This Tequila Lime Shrimp recipe is sponsored by Mrs. T’s Pierogies. All thoughts and opinions are my own. Thank you for supporting the brands that make this blog possible.
All year long I’ve been coming up with new recipes featuring pierogies as part of my ongoing partnership with Mrs T’s Pierogies. It’s a tough job, but someone’s got to do it (wink, wink). No seriously, it’s been delicious and fun!

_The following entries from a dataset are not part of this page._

use super::pool::PackageId;
use super::rule::{Literal, RuleId};

/// A single decision record
#[derive(Debug, Clone, Copy)]
struct Decision {
    /// Whether the package is installed (true) or not (false)
    installed: bool,
    /// The decision level at which this was decided
    level: u32,
    /// Position in the decision queue
    index: usize,
}

/// Tracks decisions made during SAT solving.
///
/// The queue is the solver's trail: decisions are only ever appended, and
/// backtracking pops from the end. Each decision records whether a package
/// is installed, the level it was made at and the rule that forced it
/// (`None` for free choices).
#[derive(Debug, Default)]
pub struct Decisions {
    /// Indexed by package ID
    decision_map: Vec<Option<Decision>>,

    /// Decisions in order made [(literal, rule_id)]
    decision_queue: Vec<(Literal, Option<RuleId>)>,
}

impl Decisions {
    pub fn new() -> Self {
        Self::default()
    }

    /// Pre-size for a pool of `size` packages
    pub fn with_capacity(size: usize) -> Self {
        Self {
            decision_map: vec![None; size + 1],
            decision_queue: Vec::with_capacity(size),
        }
    }

    fn slot(&self, package_id: PackageId) -> Option<&Decision> {
        self.decision_map
            .get(package_id.unsigned_abs() as usize)
            .and_then(|d| d.as_ref())
    }

    /// Record a decision at `level`.
    ///
    /// Returns false if this conflicts with an existing decision. Deciding
    /// an already decided literal again is a no-op.
    pub fn decide(&mut self, literal: Literal, level: u32, rule_id: Option<RuleId>) -> bool {
        let package_id = literal.unsigned_abs() as usize;
        let install = literal > 0;

        if let Some(existing) = self.slot(literal) {
            return existing.installed == install;
        }

        if self.decision_map.len() <= package_id {
            self.decision_map.resize(package_id + 1, None);
        }
        self.decision_map[package_id] = Some(Decision {
            installed: install,
            level,
            index: self.decision_queue.len(),
        });
        self.decision_queue.push((literal, rule_id));

        true
    }

    /// Check if a literal is satisfied by current decisions
    pub fn satisfied(&self, literal: Literal) -> bool {
        self.slot(literal)
            .map(|d| d.installed == (literal > 0))
            .unwrap_or(false)
    }

    /// Check if a literal conflicts with current decisions
    pub fn conflict(&self, literal: Literal) -> bool {
        self.slot(literal)
            .map(|d| d.installed != (literal > 0))
            .unwrap_or(false)
    }

    /// Check if a package has been decided (either way)
    pub fn decided(&self, package_id: PackageId) -> bool {
        self.slot(package_id).is_some()
    }

    pub fn undecided(&self, package_id: PackageId) -> bool {
        !self.decided(package_id)
    }

    pub fn decided_install(&self, package_id: PackageId) -> bool {
        self.slot(package_id).map(|d| d.installed).unwrap_or(false)
    }

    pub fn decided_remove(&self, package_id: PackageId) -> bool {
        self.slot(package_id).map(|d| !d.installed).unwrap_or(false)
    }

    /// Get the decision level for a literal/package
    pub fn decision_level(&self, literal: Literal) -> Option<u32> {
        self.slot(literal).map(|d| d.level)
    }

    /// Get the rule that caused a decision
    pub fn decision_rule(&self, literal: Literal) -> Option<RuleId> {
        self.slot(literal)
            .and_then(|d| self.decision_queue[d.index].1)
    }

    /// Position of a decision in the queue
    pub fn decision_index(&self, literal: Literal) -> Option<usize> {
        self.slot(literal).map(|d| d.index)
    }

    /// The decision at queue position `index`
    pub fn at(&self, index: usize) -> Option<(Literal, Option<RuleId>)> {
        self.decision_queue.get(index).copied()
    }

    /// Undo every decision made above `target_level`
    pub fn revert_to_level(&mut self, target_level: u32) {
        while let Some(&(literal, _)) = self.decision_queue.last() {
            let level = self.decision_level(literal).unwrap_or(0);
            if level <= target_level {
                break;
            }
            self.decision_map[literal.unsigned_abs() as usize] = None;
            self.decision_queue.pop();
        }
    }

    /// Packages decided to be installed, in decision order
    pub fn installed_packages(&self) -> impl Iterator<Item = PackageId> + '_ {
        self.decision_queue
            .iter()
            .filter(|(literal, _)| *literal > 0)
            .map(|(literal, _)| *literal)
    }

    pub fn queue(&self) -> &[(Literal, Option<RuleId>)] {
        &self.decision_queue
    }

    /// Get decisions at a specific level
    pub fn decisions_at_level(&self, level: u32) -> Vec<Literal> {
        self.decision_queue
            .iter()
            .filter(|&&(literal, _)| self.decision_level(literal) == Some(level))
            .map(|&(literal, _)| literal)
            .collect()
    }

    pub fn len(&self) -> usize {
        self.decision_queue.len()
    }

    pub fn is_empty(&self) -> bool {
        self.decision_queue.is_empty()
    }

    pub fn reset(&mut self) {
        self.decision_map.iter_mut().for_each(|d| *d = None);
        self.decision_queue.clear();
    }
}

#[cfg(test)]
mod tests {
    use super::*;

    #[test]
    fn test_decisions_basic() {
        let mut decisions = Decisions::new();

        assert!(decisions.decide(1, 1, None));
        assert!(decisions.satisfied(1));
        assert!(!decisions.satisfied(-1));
        assert!(decisions.conflict(-1));
        assert!(decisions.decided_install(1));

        assert!(decisions.decide(-2, 1, Some(5)));
        assert!(decisions.satisfied(-2));
        assert!(decisions.decided_remove(2));
        assert_eq!(decisions.decision_rule(2), Some(5));
        assert_eq!(decisions.decision_rule(-2), Some(5));

        assert!(decisions.undecided(3));
    }

    #[test]
    fn test_decisions_conflict() {
        let mut decisions = Decisions::new();

        assert!(decisions.decide(1, 0, None));
        assert!(decisions.decide(1, 2, None));
        assert!(!decisions.decide(-1, 2, None));
        assert_eq!(decisions.len(), 1);
        assert_eq!(decisions.decision_level(1), Some(0));
    }

    #[test]
    fn test_decisions_revert() {
        let mut decisions = Decisions::with_capacity(4);

        decisions.decide(1, 1, None);
        decisions.decide(2, 2, Some(0));
        decisions.decide(-3, 2, Some(1));
        decisions.decide(4, 3, None);

        assert_eq!(decisions.decisions_at_level(2), vec![2, -3]);
        assert_eq!(decisions.len(), 4);

        decisions.revert_to_level(1);

        assert_eq!(decisions.len(), 1);
        assert!(decisions.decided(1));
        assert!(decisions.undecided(2));
        assert!(decisions.undecided(3));
        assert!(decisions.undecided(4));
        assert_eq!(decisions.at(0), Some((1, None)));
        assert_eq!(decisions.at(1), None);
    }

    #[test]
    fn test_decisions_installed_in_order() {
        let mut decisions = Decisions::new();
        decisions.decide(3, 0, None);
        decisions.decide(-1, 0, None);
        decisions.decide(2, 1, None);

        let installed: Vec<_> = decisions.installed_packages().collect();
        assert_eq!(installed, vec![3, 2]);
        assert_eq!(decisions.decision_index(2), Some(2));

        decisions.reset();
        assert!(decisions.is_empty());
        assert!(decisions.undecided(3));
    }
}
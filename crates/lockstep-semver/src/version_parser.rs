//! Composer-compatible version and constraint parsing.

use lazy_static::lazy_static;
use regex::{Captures, Regex};

use crate::{Constraint, Operator, Stability, VersionError};

const MODIFIER: &str = r"[._-]?(?:(stable|beta|b|RC|alpha|a|patch|pl|p)((?:[.-]?\d+)*)?)?([.-]?dev)?";

lazy_static! {
    static ref CLASSICAL: Regex = Regex::new(&format!(
        r"(?i)^v?(\d{{1,5}})(\.\d+)?(\.\d+)?(\.\d+)?{}$",
        MODIFIER
    ))
    .unwrap();
    static ref DATETIME: Regex = Regex::new(&format!(
        r"(?i)^v?(\d{{4}}(?:[.:-]?\d{{2}}){{1,6}}(?:[.:-]?\d{{1,3}}){{0,2}}){}$",
        MODIFIER
    ))
    .unwrap();
    static ref VERSION: Regex = Regex::new(&format!(
        r"(?i)^v?(\d+)(?:\.(\d+))?(?:\.(\d+))?(?:\.(\d+))?{}(?:\+[^\s]+)?$",
        MODIFIER
    ))
    .unwrap();
    static ref STABILITY_TAIL: Regex =
        Regex::new(&format!(r"(?i){}(?:\+.*)?$", MODIFIER)).unwrap();
    static ref MODIFIER_SUFFIX: Regex = Regex::new(&format!(r"(?i)-{}$", MODIFIER)).unwrap();
    static ref BRANCH: Regex =
        Regex::new(r"(?i)^v?(\d+)(\.(?:\d+|[xX*]))?(\.(?:\d+|[xX*]))?(\.(?:\d+|[xX*]))?$").unwrap();
    static ref DEV_SUFFIX: Regex = Regex::new(r"(?i)^(.*?)[.-]?dev$").unwrap();
    static ref ALIAS: Regex = Regex::new(r"^([^,\s]+) +as +([^,\s]+)$").unwrap();
    static ref FLAG_SUFFIX: Regex = Regex::new(r"(?i)@(?:stable|RC|beta|alpha|dev)$").unwrap();
    static ref BUILD_METADATA: Regex = Regex::new(r"^([^,\s+]+)\+[^\s]+$").unwrap();
    static ref CONSTRAINT_FLAG: Regex =
        Regex::new(r"(?i)^([^,\s]*?)@(stable|RC|beta|alpha|dev)$").unwrap();
    static ref EXPLICIT_FLAG: Regex = Regex::new(r"(?i)^[^@]*?@(stable|RC|beta|alpha|dev)$").unwrap();
    static ref REFERENCE: Regex = Regex::new(r"(?i)^(dev-[^,\s@]+?|[^,\s@]+?\.x-dev)#.+$").unwrap();
    static ref MATCH_ALL: Regex = Regex::new(r"(?i)^(v)?[xX*](\.[xX*])*$").unwrap();
    static ref WILDCARD: Regex = Regex::new(r"(?i)^v?(\d+)(?:\.(\d+))?(?:\.(\d+))?(?:\.[xX*])+$").unwrap();
    static ref HYPHEN: Regex = Regex::new(r"^(\S+) +- +(\S+)$").unwrap();
    static ref BASIC: Regex = Regex::new(r"^(<>|!=|>=?|<=?|==?)?\s*(.*)$").unwrap();
    static ref OPERATOR_ONLY: Regex = Regex::new(r"^(<>|!=|>=?|<=?|==?)$").unwrap();
    static ref OR_SPLIT: Regex = Regex::new(r"\s*\|\|?\s*").unwrap();
    static ref AND_SPLIT: Regex = Regex::new(r"[\s,]+").unwrap();
    static ref SINGLE_TOKEN: Regex = Regex::new(r"^[^,\s@]+$").unwrap();
}

/// Version string parser
#[derive(Debug, Clone, Copy, Default)]
pub struct VersionParser;

impl VersionParser {
    pub fn new() -> Self {
        Self
    }

    /// Normalize a version string to its canonical form (`1.2` → `1.2.0.0`).
    pub fn normalize(&self, version: &str) -> Result<String, VersionError> {
        let original = version.trim();
        let mut version = original.to_string();

        if let Some(caps) = ALIAS.captures(&version) {
            version = caps[1].to_string();
        }
        if let Some(m) = FLAG_SUFFIX.find(&version) {
            version.truncate(m.start());
        }
        if matches!(version.as_str(), "master" | "trunk" | "default") {
            version = format!("dev-{}", version);
        }
        if version.to_lowercase().starts_with("dev-") {
            return Ok(format!("dev-{}", &version[4..]));
        }
        if let Some(caps) = BUILD_METADATA.captures(&version) {
            version = caps[1].to_string();
        }

        if let Some(caps) = CLASSICAL.captures(&version) {
            let mut normalized = caps[1].to_string();
            for i in 2..=4 {
                normalized.push_str(caps.get(i).map(|m| m.as_str()).unwrap_or(".0"));
            }
            return Ok(Self::append_modifier(normalized, &caps, 5));
        }
        if let Some(caps) = DATETIME.captures(&version) {
            let normalized: String = caps[1]
                .chars()
                .map(|c| if c.is_ascii_digit() { c } else { '.' })
                .collect();
            return Ok(Self::append_modifier(normalized, &caps, 2));
        }

        if let Some(caps) = DEV_SUFFIX.captures(&version) {
            let normalized = Self::normalize_branch(&caps[1]);
            if !normalized.starts_with("dev-") {
                return Ok(normalized);
            }
        }

        Err(VersionError::InvalidVersion(original.to_string()))
    }

    fn append_modifier(mut version: String, caps: &Captures<'_>, index: usize) -> String {
        if let Some(modifier) = caps.get(index).map(|m| m.as_str()) {
            let modifier = modifier.to_lowercase();
            if modifier == "stable" {
                return version;
            }
            version.push('-');
            version.push_str(Self::expand_stability(&modifier));
            if let Some(number) = caps.get(index + 1) {
                version.push_str(number.as_str().trim_start_matches(['.', '-']));
            }
        }
        if caps.get(index + 2).is_some() {
            version.push_str("-dev");
        }
        version
    }

    fn expand_stability(modifier: &str) -> &str {
        match modifier {
            "a" => "alpha",
            "b" => "beta",
            "p" | "pl" => "patch",
            "rc" => "RC",
            other => other,
        }
    }

    /// Normalize a branch name; numeric branches become `x.y.9999999.9999999-dev`.
    pub fn normalize_branch(name: &str) -> String {
        let name = name.trim();
        if let Some(caps) = BRANCH.captures(name) {
            let mut version = String::new();
            for i in 1..=4 {
                match caps.get(i) {
                    Some(part) => version.push_str(&part.as_str().replace(['*', 'X'], "x")),
                    None => version.push_str(".x"),
                }
            }
            return format!("{}-dev", version.replace('x', "9999999"));
        }
        format!("dev-{}", name)
    }

    /// Stability tier of a version string (pretty or normalized)
    pub fn parse_stability(version: &str) -> Stability {
        let version = version.split('#').next().unwrap_or(version).to_lowercase();

        if version.starts_with("dev-") || version.ends_with("-dev") {
            return Stability::Dev;
        }

        let Some(caps) = STABILITY_TAIL.captures(&version) else {
            return Stability::Stable;
        };
        if caps.get(3).is_some() {
            return Stability::Dev;
        }
        match caps.get(1).map(|m| m.as_str()) {
            Some("beta") | Some("b") => Stability::Beta,
            Some("alpha") | Some("a") => Stability::Alpha,
            Some("rc") => Stability::RC,
            _ => Stability::Stable,
        }
    }

    pub fn normalize_stability(stability: &str) -> Result<Stability, VersionError> {
        stability.parse()
    }

    /// Parse a constraint expression such as `^1.2 || >=2.0,<2.5`.
    pub fn parse_constraints(&self, constraints: &str) -> Result<Constraint, VersionError> {
        let trimmed = constraints.trim();
        if trimmed.is_empty() {
            return Ok(Constraint::Any);
        }

        let mut or_groups = Vec::new();
        for or_part in OR_SPLIT.split(trimmed) {
            let or_part = or_part.trim();
            if or_part.is_empty() {
                return Err(invalid(constraints, "empty alternative"));
            }

            if HYPHEN.is_match(or_part) {
                or_groups.push(self.parse_constraint(or_part)?);
                continue;
            }

            let and_parts = split_and(or_part)
                .iter()
                .map(|part| self.parse_constraint(part))
                .collect::<Result<Vec<_>, _>>()?;
            or_groups.push(Constraint::all_of(and_parts));
        }

        Ok(Constraint::any_of(or_groups))
    }

    fn parse_constraint(&self, constraint: &str) -> Result<Constraint, VersionError> {
        let original = constraint;
        let mut constraint = constraint.trim().to_string();

        if let Some(caps) = ALIAS.captures(&constraint) {
            constraint = caps[1].to_string();
        }

        let mut stability_modifier: Option<String> = None;
        if let Some(caps) = CONSTRAINT_FLAG.captures(&constraint) {
            let flag = caps[2].to_lowercase();
            if flag != "stable" {
                stability_modifier = Some(Self::expand_stability(&flag).to_string());
            }
            constraint = if caps[1].is_empty() {
                "*".to_string()
            } else {
                caps[1].to_string()
            };
        }

        if let Some(caps) = REFERENCE.captures(&constraint) {
            constraint = caps[1].to_string();
        }

        if let Some(caps) = MATCH_ALL.captures(&constraint) {
            if caps.get(1).is_some() || caps.get(2).is_some() {
                return Ok(Constraint::single(Operator::GreaterThanOrEqual, "0.0.0.0-dev"));
            }
            return Ok(Constraint::Any);
        }

        if let Some(rest) = constraint.strip_prefix('~') {
            if rest.starts_with('>') {
                return Err(invalid(original, "the ~> operator is not supported, use ~ instead"));
            }
            let caps = VERSION
                .captures(rest)
                .ok_or_else(|| invalid(original, "invalid tilde range"))?;
            let position = if caps.get(4).is_some() {
                4
            } else if caps.get(3).is_some() {
                3
            } else if caps.get(2).is_some() {
                2
            } else {
                1
            };
            let low = self.normalize(&format!("{}{}", rest, dev_suffix(&caps, 5, 7)))?;
            let high = format!("{}-dev", manipulate_version(&caps, 1, (position - 1).max(1), 1));
            return Ok(range(low, high));
        }

        if let Some(rest) = constraint.strip_prefix('^') {
            let caps = VERSION
                .captures(rest)
                .ok_or_else(|| invalid(original, "invalid caret range"))?;
            let major = caps.get(1).map(|m| m.as_str());
            let minor = caps.get(2).map(|m| m.as_str());
            let patch = caps.get(3).map(|m| m.as_str());
            let position = if major != Some("0") || minor.is_none() {
                1
            } else if minor != Some("0") || patch.is_none() {
                2
            } else {
                3
            };
            let low = self.normalize(&format!("{}{}", rest, dev_suffix(&caps, 5, 7)))?;
            let high = format!("{}-dev", manipulate_version(&caps, 1, position, 1));
            return Ok(range(low, high));
        }

        if let Some(caps) = WILDCARD.captures(&constraint) {
            let position = if caps.get(3).is_some() {
                3
            } else if caps.get(2).is_some() {
                2
            } else {
                1
            };
            let low = format!("{}-dev", manipulate_version(&caps, 1, position, 0));
            let high = format!("{}-dev", manipulate_version(&caps, 1, position, 1));
            if low == "0.0.0.0-dev" {
                return Ok(Constraint::single(Operator::LessThan, high));
            }
            return Ok(range(low, high));
        }

        if let Some(caps) = HYPHEN.captures(&constraint) {
            let from = &caps[1];
            let to = &caps[2];
            let from_caps = VERSION
                .captures(from)
                .ok_or_else(|| invalid(original, "invalid lower bound of hyphen range"))?;
            let to_caps = VERSION
                .captures(to)
                .ok_or_else(|| invalid(original, "invalid upper bound of hyphen range"))?;

            let low = format!("{}{}", self.normalize(from)?, dev_suffix(&from_caps, 5, 7));
            let lower = Constraint::single(Operator::GreaterThanOrEqual, low);

            let fully_specified = to_caps.get(2).is_some() && to_caps.get(3).is_some();
            let upper = if fully_specified || to_caps.get(5).is_some() || to_caps.get(7).is_some() {
                Constraint::single(Operator::LessThanOrEqual, self.normalize(to)?)
            } else {
                self.normalize(to)?;
                let position = if to_caps.get(2).is_none() { 1 } else { 2 };
                let high = format!("{}-dev", manipulate_version(&to_caps, 1, position, 1));
                Constraint::single(Operator::LessThan, high)
            };
            return Ok(Constraint::all_of(vec![lower, upper]));
        }

        if let Some(caps) = BASIC.captures(&constraint) {
            let operator_str = caps.get(1).map(|m| m.as_str()).unwrap_or("");
            let raw_version = caps.get(2).map(|m| m.as_str()).unwrap_or("");
            let mut version = self
                .normalize(raw_version)
                .map_err(|e| invalid(original, &e.to_string()))?;
            let operator: Operator = operator_str.parse()?;

            if operator != Operator::Equal
                && stability_modifier.is_some()
                && Self::parse_stability(&version) == Stability::Stable
            {
                if let Some(modifier) = &stability_modifier {
                    version = format!("{}-{}", version, modifier);
                }
            } else if matches!(operator, Operator::LessThan | Operator::GreaterThanOrEqual)
                && !MODIFIER_SUFFIX.is_match(&raw_version.to_lowercase())
                && !raw_version.starts_with("dev-")
            {
                version.push_str("-dev");
            }

            return Ok(Constraint::single(operator, version));
        }

        Err(invalid(original, "unrecognized constraint"))
    }

    /// Stability implied by a root requirement constraint, if unstable.
    ///
    /// Explicit `@flag` suffixes win; otherwise the least stable version
    /// operand (`1.0.0-beta`, `dev-main`) is used.
    pub fn constraint_stability(constraint: &str) -> Option<Stability> {
        let parts: Vec<String> = OR_SPLIT
            .split(constraint.trim())
            .flat_map(split_and)
            .collect();

        let explicit = parts
            .iter()
            .filter_map(|part| EXPLICIT_FLAG.captures(part))
            .filter_map(|caps| caps[1].parse::<Stability>().ok())
            .max();
        if explicit.is_some() {
            return explicit;
        }

        parts
            .iter()
            .filter(|part| SINGLE_TOKEN.is_match(part))
            .map(|part| Self::parse_stability(part))
            .filter(|s| *s != Stability::Stable)
            .max()
    }
}
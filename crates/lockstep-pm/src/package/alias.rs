use std::sync::Arc;

use indexmap::IndexMap;
use lockstep_semver::{Stability, VersionParser};

use super::Package;

/// A package presented under another version, e.g. `dev-main as 1.0.0`.
///
/// Links are taken from the aliased package; `self.version` constraints are
/// rewritten to the alias version so they stay meaningful.
#[derive(Debug, Clone, PartialEq)]
pub struct AliasPackage {
    alias_of: Arc<Package>,
    version: String,
    pretty_version: String,
    require: IndexMap<String, String>,
    conflict: IndexMap<String, String>,
    provide: IndexMap<String, String>,
    replace: IndexMap<String, String>,
}

impl AliasPackage {
    pub fn new(alias_of: Arc<Package>, version: String, pretty_version: String) -> Self {
        let require = replace_self_version(&alias_of.require, &pretty_version);
        let conflict = replace_self_version(&alias_of.conflict, &pretty_version);
        let provide = replace_self_version(&alias_of.provide, &pretty_version);
        let replace = replace_self_version(&alias_of.replace, &pretty_version);

        Self {
            alias_of,
            version,
            pretty_version,
            require,
            conflict,
            provide,
            replace,
        }
    }

    pub fn alias_of(&self) -> &Arc<Package> {
        &self.alias_of
    }

    pub fn name(&self) -> &str {
        self.alias_of.name()
    }

    pub fn version(&self) -> &str {
        &self.version
    }

    pub fn pretty_version(&self) -> &str {
        &self.pretty_version
    }

    pub fn require(&self) -> &IndexMap<String, String> {
        &self.require
    }

    pub fn conflict(&self) -> &IndexMap<String, String> {
        &self.conflict
    }

    pub fn provide(&self) -> &IndexMap<String, String> {
        &self.provide
    }

    pub fn replace(&self) -> &IndexMap<String, String> {
        &self.replace
    }

    pub fn stability(&self) -> Stability {
        VersionParser::parse_stability(&self.version)
    }

    pub fn pretty_string(&self) -> String {
        format!("{} {}", self.name(), self.pretty_version)
    }
}

fn replace_self_version(links: &IndexMap<String, String>, version: &str) -> IndexMap<String, String> {
    links
        .iter()
        .map(|(name, constraint)| {
            let constraint = if constraint.trim() == "self.version" {
                version.to_string()
            } else {
                constraint.clone()
            };
            (name.clone(), constraint)
        })
        .collect()
}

I was a pierogy novice when this whole thing started and now count myself as a committed fan! To catch you up we’ve made:
- Spanish-Style Pork and Pierogy Stew
- Pierogy Skillet Enchiladas with Chicken
- Grilled Pierogy Mexican Street Corn
- Sheet Pan Chicken Fajitas with Pierogies and Avocado Pico de Gallo
And today, I bring you Tequila Lime Shrimp and Pierogies. A simple sauté of the under-an-hour variety that is the essence of sophisticated ease.
Tips for Making Tequila Lime Shrimp and Pierogies
This is the perfect starter recipe for someone who may be unfamiliar with pierogies. They really are so simple to make: Boil a pot of water (like you would for pasta), pour in the frozen pierogies, let them cook (they only take a few minutes), drain and stir them into the sauce!
While you wait for the water to boil, make the tequila lime shrimp. If you hate peeling and deveining shrimp like I do, buy shrimp already prepped. Next, sauté onions and garlic in olive oil, add fresh tomatoes if they are in season, if not a can of fire-roasted tomatoes add a nice smoky touch.
For the tequila, you don’t need to use your most expensive añejo, but make sure it’s at least made from 100% agave. I suggested reposado tequila in the recipe, but if blanco is all you have, that would be great too. Anyhoo, add your tequila, let simmer and add a little chili powder, lime zest, and fresh-squeezed lime juice.
Toss in the boiled pierogies. (I used Mrs T’s Sour Cream and Chive Pierogies for this recipe, but any of their other varieties would be good here. Finish with some creamy butter and fresh chopped chives. Divine!
- 1 package Mrs. T’s Sour Cream and Chive Pierogies
- ¼ cup olive oil
- 1 sweet onion, diced
- 3 cloves garlic, minced
- 1 pound peeled and deveined medium-sized shrimp
- 2 large tomatoes, diced or 1 (14.5 ounce can diced fire-roasted tomatoes)
- ½ cup reposado tequila
- 1 teaspoon ancho chile powder
- 1 teaspoon lime zest
- ¼ cup fresh-squeezed lime juice
- 4 tablespoons unsalted butter
- ¼ cup chopped chives
Cook pierogies in boiling water according to package instructions.
Meanwhile, heat oil in a large frying pan over medium-high heat. Add onion and season generously with salt and black pepper. Cook, stirring occasionally, until just starting to brown, about 8 minutes.
Add garlic and cook 1 minute more. Add shrimp, season again with salt and pepper and cook another 2 minutes.
Add tomatoes, chili powder, tequila, and lime zest. Bring to a simmer and lower heat to medium. Cook, stirring occasionally, until tomatoes have cooked down and sauce has thickened slightly, about 5 minutes. Taste and add more salt if needed.
Add lime juice and butter and stir to combine. Add cooked pierogies and toss in the sauce until warmed through. Stir in chives and serve.